Ghulam Nadri
Professor, Director of Asian Studies Center History- Education
Ph.D. (2007) Leiden University, The Netherlands
M.A. & M. Phil. (1993 & 1996) Aligarh Muslim University, India
- Specializations
Social and economic history of early modern and colonial South Asia and the Indian Ocean world
- Biography
Ghulam A. Nadri (Professor of History and Director of the Asian Studies Center at Georgia State) specializes in the social and economic history of early modern and colonial India/South Asia.
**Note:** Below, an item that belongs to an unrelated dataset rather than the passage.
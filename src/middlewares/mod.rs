pub mod auth;
pub mod cors;

pub use auth::{AuthMiddleware, AuthUser, current_user_id};
pub use cors::create_cors;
He obtained his Ph.D. from Leiden University in 2007. During 2011-2012, he held the two-year Newton International Fellowship at the Economic History Department of the London School of Economics, UK. He has published two monographs (The Political Economy of Indigo in India, 1580-1930: A Global Perspective, Brill, 2016 and Eighteenth-Century Gujarat: The Dynamics of Its Political Economy, 1750-1800, Brill, 2009) and more than a dozen journal articles and book chapters on commodities, merchants, maritime labor market, economy, and trade in Gujarat and the western Indian Ocean. His current research project explores the dynamics of the economic and commercial enterprise of the Parsis (Zoroastrians) in western India in the eighteenth and nineteenth centuries and investigates the role of political, socio-cultural, and institutional factors in their entrepreneurial accomplishments.
His other research interests include the study of global commodities (such as sugar, indigo, cotton, and textiles), maritime piracy in the western Indian Ocean, and social conflicts in historical and contemporary perspectives. He teaches graduate and undergraduate courses on the history of India/South Asia, the Indian Ocean world, Asia in the world economy, Asian Studies, and world history.
Research Interests
Economic and business history, merchant communities, commodity history, maritime trade, and labor history (17th-19th centuries)
- Publications
For all publications see Google Scholar
‘Transacting Business through/for Others in Early Colonial Western India: the Text, Context, and Meaning of a Mukhtār-nāma of 1821’, The Journal of the Economic and Social History of the Orient, vol. 64, nos. 5-6 (2021), pp. 640-659.
‘Indian Seamen (lascars), Shipboard Labor Regime, and the East India Company in the First Half of the Nineteenth Century’, in Rila Mukherji and Radhika Seshan (eds.), Indian Ocean Histories: The Many Worlds of Michael Naylor Pearson (New Delhi: Routledge, 2020), pp. 156-71.
‘Indigo in Precolonial South Asia’, Oxford Research Encyclopedia of Asian History (New York: Oxford University Press), December 2020 (20 pages). https://doi.org/10.1093/acrefore/9780190277727.013.405
‘The English and Dutch East India Companies and Indian Merchants in Surat in the Seventeenth and Eighteenth Centuries: Interdependence, Competition, and Contestation’ in Adam Clulow and Tristan Mostert, eds., The Dutch and English East India Companies: Diplomacy, Trade and Violence in Early Modern Asia (Amsterdam: Amsterdam University Press, 2018), pp. 125-151.
The Political Economy of Indigo in India, 1580-1930: A Global Perspective (Leiden/Boston: Brill, 2016).
Eighteenth-Century Gujarat: the Dynamics of Its Political Economy, 1750-1800 (Leiden: Brill, 2009).
‘Exploring the Gulf of Kachh: Regional Economy and Trade in the Eighteenth Century’, Journal of the Economic and Social History of the Orient, 51, no. 3, 2008, pp. 460-86.
‘The Dutch Intra-Asian Trade in Sugar in the Eighteenth Century’, International Journal of Maritime History, 20, no. 1, 2008, pp. 63-96.
‘The Maritime Merchants of Surat: a Long-term Perspective’, Journal of the Economic and Social History of the Orient, 50, no. 2, 2007, pp. 235-58.
‘Commercial World of Mancherji Khurshedji and the Dutch East India Company: A Study of Mutual Relationships’, Modern Asian Studies, 41, no. 2, 2007, pp. 315-42.